• **Work request**
Go through the entries below and say how many lines contain the string "trim"; write only that number.

Collected data entries:
"""
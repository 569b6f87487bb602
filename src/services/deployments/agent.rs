use reqwest::StatusCode;
use serde::{Deserialize, Serialize};
use std::time::Duration;
use tokio_util::sync::CancellationToken;
use url::Url;

#[derive(Debug, thiserror::Error)]
pub enum AgentError {
    #[error("bootstrap agent request failed: {0}")]
    Transport(#[from] reqwest::Error),
    #[error("bootstrap agent returned {status}: {body}")]
    Status { status: StatusCode, body: String },
    #[error("invalid bootstrap agent url: {0}")]
    Url(#[from] url::ParseError),
    #[error("wait for bootstrap agent was cancelled")]
    Cancelled,
}

#[derive(Debug, Clone, Default, PartialEq, Eq, Deserialize)]
pub struct AgentHostInfo {
    #[serde(default)]
    pub hostname: Option<String>,
    #[serde(default)]
    pub ips: Vec<String>,
    #[serde(default)]
    pub arch: Option<String>,
    #[serde(default)]
    pub os: Option<String>,
    #[serde(default)]
    pub system_uuid: Option<String>,
}

/// How a registered agent host is matched to a deployment target.
#[derive(Debug, Clone, PartialEq, Eq)]
pub enum HostMatch {
    Ip(String),
    SystemUuid(String),
}

impl HostMatch {
    fn matches(&self, info: &AgentHostInfo) -> bool {
        match self {
            HostMatch::Ip(ip) => info.ips.iter().any(|candidate| candidate.trim() == ip),
            HostMatch::SystemUuid(uuid) => info
                .system_uuid
                .as_deref()
                .is_some_and(|candidate| candidate.trim().eq_ignore_ascii_case(uuid)),
        }
    }
}

#[derive(Debug, Clone, Default, PartialEq, Eq, Deserialize, Serialize)]
pub struct TaskResult {
    pub ok: bool,
    #[serde(default)]
    pub exit_code: Option<i32>,
    #[serde(default)]
    pub output: String,
    #[serde(default)]
    pub error: Option<String>,
}

/// What the agent knows about a task at one point in time.
#[derive(Debug, Clone, PartialEq, Eq)]
pub enum TaskOutcome {
    Finished(TaskResult),
    Pending,
    NotFound,
}

/// How long `block_until_task_complete` keeps polling.
#[derive(Debug, Clone, Copy, PartialEq, Eq)]
pub enum PollLimit {
    Attempts(u32),
    Unbounded,
}

impl PollLimit {
    /// Negative counts mean "poll forever".
    pub fn from_count(count: i64) -> Self {
        if count < 0 {
            PollLimit::Unbounded
        } else {
            PollLimit::Attempts(count.min(i64::from(u32::MAX)) as u32)
        }
    }

    fn allows(&self, attempt: u32) -> bool {
        match self {
            PollLimit::Attempts(limit) => attempt < *limit,
            PollLimit::Unbounded => true,
        }
    }
}

#[derive(Debug, Deserialize)]
struct HostList {
    #[serde(default)]
    hosts: Vec<String>,
}

#[derive(Debug, Deserialize)]
struct TaskAccepted {
    task_id: u64,
}

/// HTTP client for the lightweight agent running inside the bootstrap image.
#[derive(Clone)]
pub struct AgentClient {
    http: reqwest::Client,
    base: Url,
}

impl AgentClient {
    pub fn new(http: reqwest::Client, base: Url) -> Self {
        Self { http, base }
    }

    pub fn base(&self) -> &Url {
        &self.base
    }

    async fn ensure_ok(response: reqwest::Response) -> Result<reqwest::Response, AgentError> {
        let status = response.status();
        if status.is_success() {
            return Ok(response);
        }
        Err(AgentError::Status {
            status,
            body: response.text().await.unwrap_or_default(),
        })
    }

    pub async fn list_hosts(&self) -> Result<Vec<String>, AgentError> {
        let response = self.http.get(self.base.join("api/list")?).send().await?;
        let list: HostList = Self::ensure_ok(response).await?.json().await?;
        Ok(list.hosts)
    }

    pub async fn get_host_info(&self, host_id: &str) -> Result<Option<AgentHostInfo>, AgentError> {
        let response = self
            .http
            .get(self.base.join("api/info")?)
            .query(&[("host", host_id)])
            .send()
            .await?;
        if response.status() == StatusCode::NOT_FOUND {
            return Ok(None);
        }
        Ok(Some(Self::ensure_ok(response).await?.json().await?))
    }

    async fn submit(&self, path: &str, body: serde_json::Value) -> Result<u64, AgentError> {
        let response = self
            .http
            .post(self.base.join(path)?)
            .json(&body)
            .send()
            .await?;
        let accepted: TaskAccepted = Self::ensure_ok(response).await?.json().await?;
        Ok(accepted.task_id)
    }

    pub async fn exec_command(&self, host_id: &str, command: &str) -> Result<u64, AgentError> {
        self.submit(
            "api/exec",
            serde_json::json!({ "host": host_id, "cmd": command }),
        )
        .await
    }

    /// Has the agent download `source_url` onto the host at `target_path`.
    pub async fn upload_file(
        &self,
        host_id: &str,
        source_url: &str,
        target_path: &str,
    ) -> Result<u64, AgentError> {
        self.submit(
            "api/file/upload",
            serde_json::json!({ "host": host_id, "url": source_url, "path": target_path }),
        )
        .await
    }

    /// Has the agent push `source_path` from the host to `upload_url`.
    pub async fn download_file(
        &self,
        host_id: &str,
        source_path: &str,
        upload_url: &str,
    ) -> Result<u64, AgentError> {
        self.submit(
            "api/file/download",
            serde_json::json!({ "host": host_id, "path": source_path, "url": upload_url }),
        )
        .await
    }

    pub async fn get_result(&self, host_id: &str, task_id: u64) -> Result<TaskOutcome, AgentError> {
        let task_id = task_id.to_string();
        let response = self
            .http
            .get(self.base.join("api/result")?)
            .query(&[("host", host_id), ("task_id", task_id.as_str())])
            .send()
            .await?;
        match response.status() {
            StatusCode::ACCEPTED => Ok(TaskOutcome::Pending),
            StatusCode::NOT_FOUND => Ok(TaskOutcome::NotFound),
            _ => {
                let result: TaskResult = Self::ensure_ok(response).await?.json().await?;
                Ok(TaskOutcome::Finished(result))
            }
        }
    }

    /// Polls every `interval` until the task leaves the pending state or
    /// `limit` polls have been made, returning `Pending` on give-up.
    pub async fn block_until_task_complete(
        &self,
        host_id: &str,
        task_id: u64,
        interval: Duration,
        limit: PollLimit,
        cancel: &CancellationToken,
    ) -> Result<TaskOutcome, AgentError> {
        let mut attempt = 0u32;
        let mut last = TaskOutcome::Pending;
        while limit.allows(attempt) {
            if cancel.is_cancelled() {
                return Err(AgentError::Cancelled);
            }
            last = self.get_result(host_id, task_id).await?;
            if last != TaskOutcome::Pending {
                return Ok(last);
            }
            attempt = attempt.saturating_add(1);
            tokio::select! {
                _ = cancel.cancelled() => return Err(AgentError::Cancelled),
                _ = tokio::time::sleep(interval) => {}
            }
        }
        tracing::debug!(host_id, task_id, attempts = attempt, "gave up waiting for agent task");
        Ok(last)
    }

    /// Every registered host matching `wanted`, in hub order.
    pub async fn matching_hosts(&self, wanted: &HostMatch) -> Result<Vec<String>, AgentError> {
        let mut found = Vec::new();
        for host_id in self.list_hosts().await? {
            let Some(info) = self.get_host_info(&host_id).await? else {
                continue;
            };
            if wanted.matches(&info) {
                found.push(host_id);
            }
        }
        Ok(found)
    }

    pub async fn find_host(&self, wanted: &HostMatch) -> Result<Option<String>, AgentError> {
        Ok(self.matching_hosts(wanted).await?.into_iter().next())
    }

    /// Polls until a matching host registers.
    ///
    /// `superseded` names a registration left over from before a reboot. It is
    /// never returned while still listed; once it drops off the hub, the same
    /// id may be accepted again.
    pub async fn wait_for_host(
        &self,
        wanted: &HostMatch,
        superseded: Option<&str>,
        interval: Duration,
        limit: PollLimit,
        cancel: &CancellationToken,
    ) -> Result<Option<String>, AgentError> {
        let mut superseded = superseded.map(str::to_string);
        let mut attempt = 0u32;
        while limit.allows(attempt) {
            if cancel.is_cancelled() {
                return Err(AgentError::Cancelled);
            }
            match self.matching_hosts(wanted).await {
                Ok(found) => {
                    if let Some(old) = superseded.as_deref() {
                        if !found.iter().any(|host_id| host_id == old) {
                            tracing::debug!(host_id = old, "superseded agent left the hub");
                            superseded = None;
                        }
                    }
                    let fresh = found
                        .into_iter()
                        .find(|host_id| superseded.as_deref() != Some(host_id.as_str()));
                    if let Some(host_id) = fresh {
                        return Ok(Some(host_id));
                    }
                }
                Err(err) => tracing::debug!(?wanted, error = %err, "bootstrap agent not ready"),
            }
            attempt = attempt.saturating_add(1);
            tokio::select! {
                _ = cancel.cancelled() => return Err(AgentError::Cancelled),
                _ = tokio::time::sleep(interval) => {}
            }
        }
        Ok(None)
    }
}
"""
• **Solution for this problem**
2